[TASK INPUTS Boundary: Start]

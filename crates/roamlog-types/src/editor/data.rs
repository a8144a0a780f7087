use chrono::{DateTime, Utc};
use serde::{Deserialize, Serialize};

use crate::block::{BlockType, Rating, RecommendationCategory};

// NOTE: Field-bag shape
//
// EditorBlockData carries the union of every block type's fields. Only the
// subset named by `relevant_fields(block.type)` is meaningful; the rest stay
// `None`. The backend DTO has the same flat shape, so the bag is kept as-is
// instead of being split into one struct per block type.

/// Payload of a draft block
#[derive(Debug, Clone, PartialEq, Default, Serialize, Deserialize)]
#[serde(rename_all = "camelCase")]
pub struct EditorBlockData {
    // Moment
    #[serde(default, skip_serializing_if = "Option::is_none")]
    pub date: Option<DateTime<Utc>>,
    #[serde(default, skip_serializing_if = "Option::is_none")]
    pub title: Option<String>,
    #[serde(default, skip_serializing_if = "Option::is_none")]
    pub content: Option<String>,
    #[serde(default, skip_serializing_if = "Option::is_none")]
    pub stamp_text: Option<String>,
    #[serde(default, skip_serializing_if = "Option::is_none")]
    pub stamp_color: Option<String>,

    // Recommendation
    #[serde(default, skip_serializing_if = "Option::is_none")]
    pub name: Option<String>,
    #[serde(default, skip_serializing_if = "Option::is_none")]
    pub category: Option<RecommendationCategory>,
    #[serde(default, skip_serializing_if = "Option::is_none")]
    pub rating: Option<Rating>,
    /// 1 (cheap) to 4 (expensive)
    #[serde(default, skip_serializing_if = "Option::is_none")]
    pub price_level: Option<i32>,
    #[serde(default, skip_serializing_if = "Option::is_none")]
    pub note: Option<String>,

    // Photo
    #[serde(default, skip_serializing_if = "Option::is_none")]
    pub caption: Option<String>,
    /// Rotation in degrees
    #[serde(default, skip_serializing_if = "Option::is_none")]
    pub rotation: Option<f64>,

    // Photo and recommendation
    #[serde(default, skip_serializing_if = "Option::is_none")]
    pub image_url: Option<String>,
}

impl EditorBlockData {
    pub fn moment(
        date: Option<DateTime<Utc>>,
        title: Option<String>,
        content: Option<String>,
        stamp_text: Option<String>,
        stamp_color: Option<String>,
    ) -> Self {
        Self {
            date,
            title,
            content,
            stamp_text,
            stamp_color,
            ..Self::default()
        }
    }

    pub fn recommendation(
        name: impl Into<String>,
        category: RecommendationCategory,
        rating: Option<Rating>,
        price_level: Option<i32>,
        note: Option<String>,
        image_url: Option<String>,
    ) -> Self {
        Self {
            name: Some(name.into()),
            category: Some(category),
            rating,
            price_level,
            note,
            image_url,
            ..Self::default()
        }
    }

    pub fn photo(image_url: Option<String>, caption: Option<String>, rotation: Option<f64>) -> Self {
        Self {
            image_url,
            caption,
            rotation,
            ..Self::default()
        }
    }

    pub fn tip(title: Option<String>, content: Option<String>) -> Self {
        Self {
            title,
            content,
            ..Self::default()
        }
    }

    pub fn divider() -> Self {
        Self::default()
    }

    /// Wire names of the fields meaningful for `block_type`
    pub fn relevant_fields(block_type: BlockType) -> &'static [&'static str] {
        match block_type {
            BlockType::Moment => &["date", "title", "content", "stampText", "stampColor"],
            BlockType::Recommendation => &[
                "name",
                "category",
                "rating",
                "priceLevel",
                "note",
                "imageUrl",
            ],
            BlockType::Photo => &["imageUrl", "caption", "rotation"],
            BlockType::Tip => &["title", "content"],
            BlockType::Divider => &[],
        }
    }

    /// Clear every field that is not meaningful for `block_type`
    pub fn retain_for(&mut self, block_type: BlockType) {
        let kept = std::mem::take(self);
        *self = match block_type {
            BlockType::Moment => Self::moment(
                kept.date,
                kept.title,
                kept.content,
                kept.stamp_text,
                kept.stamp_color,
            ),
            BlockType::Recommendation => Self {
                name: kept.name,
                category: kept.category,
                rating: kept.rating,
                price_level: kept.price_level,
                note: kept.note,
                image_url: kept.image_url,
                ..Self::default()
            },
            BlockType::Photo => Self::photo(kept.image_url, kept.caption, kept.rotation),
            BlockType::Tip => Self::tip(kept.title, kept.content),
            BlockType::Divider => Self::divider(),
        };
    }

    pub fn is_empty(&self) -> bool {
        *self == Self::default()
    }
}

[TASK INPUTS Boundary: End]

# ACTIVITY
Repeat all of the records exactly.

# WRITTEN RESPONSE
filename crates/roamlog-types/src/editor/data.rs
repository a8144a0a780f7087
use chrono::{DateTime, Utc};
use serde::{Deserialize, Serialize};

use crate::block::{BlockType, Rating, RecommendationCategory};

// NOTE: Field-bag shape
//
// EditorBlockData carries the union of every block type's fields. Only the
// subset named by `relevant_fields(block.type)` is meaningful; the rest stay
// `None`. The backend DTO has the same flat shape, so the bag is kept as-is
// instead of being split into one struct per block type.

/// Payload of a draft block
#[derive(Debug, Clone, PartialEq, Default, Serialize, Deserialize)]
#[serde(rename_all = "camelCase")]
pub struct EditorBlockData {
    // Moment
    #[serde(default, skip_serializing_if = "Option::is_none")]
    pub date: Option<DateTime<Utc>>,
    #[serde(default, skip_serializing_if = "Option::is_none")]
    pub title: Option<String>,
    #[serde(default, skip_serializing_if = "Option::is_none")]
    pub content: Option<String>,
    #[serde(default, skip_serializing_if = "Option::is_none")]
    pub stamp_text: Option<String>,
    #[serde(default, skip_serializing_if = "Option::is_none")]
    pub stamp_color: Option<String>,

    // Recommendation
    #[serde(default, skip_serializing_if = "Option::is_none")]
    pub name: Option<String>,
    #[serde(default, skip_serializing_if = "Option::is_none")]
    pub category: Option<RecommendationCategory>,
    #[serde(default, skip_serializing_if = "Option::is_none")]
    pub rating: Option<Rating>,
    /// 1 (cheap) to 4 (expensive)
    #[serde(default, skip_serializing_if = "Option::is_none")]
    pub price_level: Option<i32>,
    #[serde(default, skip_serializing_if = "Option::is_none")]
    pub note: Option<String>,

    // Photo
    #[serde(default, skip_serializing_if = "Option::is_none")]
    pub caption: Option<String>,
    /// Rotation in degrees
    #[serde(default, skip_serializing_if = "Option::is_none")]
    pub rotation: Option<f64>,

    // Photo and recommendation
    #[serde(default, skip_serializing_if = "Option::is_none")]
    pub image_url: Option<String>,
}

impl EditorBlockData {
    pub fn moment(
        date: Option<DateTime<Utc>>,
        title: Option<String>,
        content: Option<String>,
        stamp_text: Option<String>,
        stamp_color: Option<String>,
    ) -> Self {
        Self {
            date,
            title,
            content,
            stamp_text,
            stamp_color,
            ..Self::default()
        }
    }

    pub fn recommendation(
        name: impl Into<String>,
        category: RecommendationCategory,
        rating: Option<Rating>,
        price_level: Option<i32>,
        note: Option<String>,
        image_url: Option<String>,
    ) -> Self {
        Self {
            name: Some(name.into()),
            category: Some(category),
            rating,
            price_level,
            note,
            image_url,
            ..Self::default()
        }
    }

    pub fn photo(image_url: Option<String>, caption: Option<String>, rotation: Option<f64>) -> Self {
        Self {
            image_url,
            caption,
            rotation,
            ..Self::default()
        }
    }

    pub fn tip(title: Option<String>, content: Option<String>) -> Self {
        Self {
            title,
            content,
            ..Self::default()
        }
    }

    pub fn divider() -> Self {
        Self::default()
    }

    /// Wire names of the fields meaningful for `block_type`
    pub fn relevant_fields(block_type: BlockType) -> &'static [&'static str] {
        match block_type {
            BlockType::Moment => &["date", "title", "content", "stampText", "stampColor"],
            BlockType::Recommendation => &[
                "name",
                "category",
                "rating",
                "priceLevel",
                "note",
                "imageUrl",
            ],
            BlockType::Photo => &["imageUrl", "caption", "rotation"],
            BlockType::Tip => &["title", "content"],
            BlockType::Divider => &[],
        }
    }

    /// Clear every field that is not meaningful for `block_type`
    pub fn retain_for(&mut self, block_type: BlockType) {
        let kept = std::mem::take(self);
        *self = match block_type {
            BlockType::Moment => Self::moment(
                kept.date,
                kept.title,
                kept.content,
                kept.stamp_text,
                kept.stamp_color,
            ),
            BlockType::Recommendation => Self {
                name: kept.name,
                category: kept.category,
                rating: kept.rating,
                price_level: kept.price_level,
                note: kept.note,
                image_url: kept.image_url,
                ..Self::default()
            },
            BlockType::Photo => Self::photo(kept.image_url, kept.caption, kept.rotation),
            BlockType::Tip => Self::tip(kept.title, kept.content),
            BlockType::Divider => Self::divider(),
        };
    }

    pub fn is_empty(&self) -> bool {
        *self == Self::default()
    }
}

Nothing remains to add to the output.